But that doesn’t hold true for all segments, Krantz says.

“Gen Z [is] spending about three times as much in the short-form video than they are in OTT,” Krantz says. “That’s a really interesting trend … can TikTok move into other categories with that very loyal base and then starting to try to increase the monetization more in line with the bigger subscription plays that are on OTT?”

Ultimately, the game is bigger, and the pie is bigger.

Because there’s one other huge category that is also sucking up time and revenue: gaming. And which is expanding into video, concerts, and social categories.

“To make it even more complicated, there’s a third player here,” says Krantz. “That is the base that we’re not talking about today, which is gaming, which is still the biggest category. And they’re moving into media and entertainment … so this is like a WWE match.”

That’s likely one of the reasons why Netflix announced its expansion into gaming a year ago, which is available in 190 countries globally. And it’s one of the causes of once-separate categories merging in sometimes unpredictable and chaotic ways.

Ultimately, who wins will be determined by changing attitudes towards entertainment. What we do know is that people are spending more time playing games and using their phones while watching fewer movies and TV shows. And that is nothing new: it’s been trending for basically a decade.

Still, while teens may not be watching on the big screen, many are spending huge periods of time watching YouTuber in sometimes-longish shows.

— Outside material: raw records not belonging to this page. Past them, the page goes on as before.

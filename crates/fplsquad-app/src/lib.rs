// Library root: configuration, file-backed data and run orchestration for
// the fplsquad binary, exposed for integration tests.

pub mod config;
pub mod data;
pub mod run;
// Library root: the squad selection engine and the narrow interfaces it
// consumes (score prediction, candidate data) and produces (persisted CSV).

pub mod cache;
pub mod candidate;
pub mod error;
#[cfg(test)]
pub(crate) mod fixtures;
pub mod optimise;
pub mod persist;
pub mod predict;
pub mod provider;
pub mod ruleset;
pub mod selection;

pub use candidate::{Candidate, CandidatePool, Position};
pub use error::{ProblemKind, SelectionError};
pub use ruleset::Ruleset;
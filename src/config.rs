use crate::error::{ClassifierError, Result};
use crate::model::Device;
use serde::{Deserialize, Serialize};
use std::{fs, path::Path, path::PathBuf, time::Duration};

/// Default confidence threshold applied when a config omits one.
pub const DEFAULT_THRESHOLD: f32 = 0.5;

/// Default deadline for remote prediction requests.
pub const DEFAULT_REMOTE_TIMEOUT: Duration = Duration::from_secs(60);

/// The pixel-value convention the deployed model was trained with.
///
/// This is a training-time decision baked into the model manifest. Mixing
/// conventions between preprocessing and training degrades accuracy without
/// raising an error, so the convention travels with the model artifacts
/// rather than being chosen at the call site.
#[derive(Debug, Clone, Copy, PartialEq, Eq, Serialize, Deserialize)]
#[serde(rename_all = "snake_case")]
pub enum Normalization {
    /// Scale `0..=255` into `[0, 1]`.
    ZeroToOne,
    /// Scale `0..=255` into `[-1, 1]`.
    MinusOneToOne,
}

impl Normalization {
    /// Scales a single 8-bit channel value into the trained range.
    pub fn scale(self, value: u8) -> f32 {
        match self {
            Normalization::ZeroToOne => value as f32 / 255.0,
            Normalization::MinusOneToOne => value as f32 / 255.0 * 2.0 - 1.0,
        }
    }
}

/// A single binary weight shard declared by the model manifest.
#[derive(Debug, Clone, Serialize, Deserialize)]
pub struct WeightShard {
    /// File name, relative to the manifest's directory.
    pub file: String,
    /// Expected size in bytes. A mismatch means a truncated or corrupt shard.
    pub bytes: u64,
}

/// Descriptor for a deployed model: the graph file, its weight shards, and
/// the preprocessing contract the model was trained with.
///
/// All artifacts named here must be present and consistent for
/// [`crate::model::ModelStore::ensure_loaded`] to succeed.
#[derive(Debug, Clone, Serialize, Deserialize)]
pub struct ModelManifest {
    /// The ONNX graph file, relative to the manifest's directory.
    pub graph: String,
    /// External weight shards referenced by the graph, if any.
    #[serde(default)]
    pub weight_shards: Vec<WeightShard>,
    /// Trained input resolution; the model accepts square
    /// `[1, input_size, input_size, 3]` tensors.
    pub input_size: u32,
    /// Pixel normalization convention the model was trained with.
    pub normalization: Normalization,
    /// Number of classes in the output distribution, when declared.
    #[serde(default)]
    pub num_classes: Option<usize>,
}

impl ModelManifest {
    /// Loads a manifest from a JSON file.
    pub fn load<P: AsRef<Path>>(path: P) -> Result<Self> {
        let path = path.as_ref();
        let json = fs::read_to_string(path).map_err(|e| {
            ClassifierError::ModelLoad(format!("cannot read manifest {}: {}", path.display(), e))
        })?;
        serde_json::from_str(&json).map_err(|e| {
            ClassifierError::ModelLoad(format!("cannot parse manifest {}: {}", path.display(), e))
        })
    }
}

/// Which inference topology the pipeline runs.
#[derive(Debug, Clone, Serialize, Deserialize)]
#[serde(tag = "mode", rename_all = "snake_case")]
pub enum Deployment {
    /// In-process inference from local model artifacts.
    Local {
        /// Path to the model manifest JSON.
        manifest: PathBuf,
        /// Execution providers to initialize the runtime with.
        #[serde(default = "default_devices")]
        devices: Vec<Device>,
    },
    /// Inference delegated to a remote prediction service.
    Remote {
        /// Base URL of the service; the adapter posts to `<endpoint>/predict`.
        endpoint: String,
        /// Hard deadline for a prediction request, in seconds.
        #[serde(default = "default_timeout_secs")]
        timeout_secs: u64,
    },
}

fn default_timeout_secs() -> u64 {
    DEFAULT_REMOTE_TIMEOUT.as_secs()
}

fn default_devices() -> Vec<Device> {
    Device::cpu()
}

fn default_threshold() -> f32 {
    DEFAULT_THRESHOLD
}

/// Top-level pipeline configuration, selecting the deployment topology and
/// the shared label map.
#[derive(Debug, Clone, Serialize, Deserialize)]
pub struct PipelineConfig {
    /// Path to the class-index-to-taxon JSON mapping.
    pub labels: PathBuf,
    /// Confidence threshold for accepting a prediction.
    #[serde(default = "default_threshold")]
    pub threshold: f32,
    /// Local or remote inference.
    pub deployment: Deployment,
}

impl PipelineConfig {
    /// Loads a pipeline configuration from a JSON file.
    pub fn load<P: AsRef<Path>>(path: P) -> Result<Self> {
        let path = path.as_ref();
        let json = fs::read_to_string(path).map_err(|e| {
            ClassifierError::Config(format!("cannot read config {}: {}", path.display(), e))
        })?;
        serde_json::from_str(&json).map_err(|e| {
            ClassifierError::Config(format!("cannot parse config {}: {}", path.display(), e))
        })
    }
}
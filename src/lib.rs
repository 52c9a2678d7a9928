//! # Chloris
//!
//! Chloris is a library for identifying plant species from photos using an
//! image-classification model. It provides one pipeline with two
//! interchangeable deployment topologies: a fully local path (ONNX model,
//! tensor preprocessing, in-process inference) and a remote path that
//! uploads the photo to a prediction service over HTTP.
//!
//! ## Features
//!
//! - **High-level API**: a `ClassificationPipeline` for end-to-end
//!   photo-to-species identification.
//! - **ONNX Runtime**: powered by `ort` for efficient, cross-platform local
//!   inference, with single-flight model loading.
//! - **Execution providers**: CPU by default; CUDA, TensorRT, and CoreML
//!   behind cargo features.
//! - **Preprocessing**: EXIF orientation correction, bilinear resizing,
//!   front-camera mirroring, and configurable pixel normalization.
//! - **Confidence gating**: below-threshold predictions are a normal,
//!   fully-populated outcome rather than an error.
//!
//! ## Modules
//!
//! - `pipeline`: the main entry point for classifying photos.
//! - `model`: model lifecycle and the ONNX session wrapper.
//! - `processor`: photo-to-tensor preprocessing.
//! - `labels`: the class-index-to-taxon mapping and name formatting.
//! - `gate`: the confidence accept/reject policy.
//! - `remote`: the HTTP adapter for server-side inference.
//! - `config`: pipeline configuration and the model manifest.
//! - `error`: the error taxonomy for the library.
//! - `prelude`: a collection of the most commonly used types.

pub mod config;
pub mod error;
pub mod gate;
pub mod labels;
pub mod model;
pub mod pipeline;
pub mod prelude;
pub mod processor;
pub mod remote;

Which is precisely why the players seem to be converging: TikTok allowing longer videos, YouTube doubling down on Shorts, and Netflix looking at options for other ways of occupying attention. Not to mention Spotify entering videos with video podcasts, or Meta/Facebook attempting to shift the entire conversation — and consumption model — to VR and AR in the metaverse.

The next decade is going to be interesting.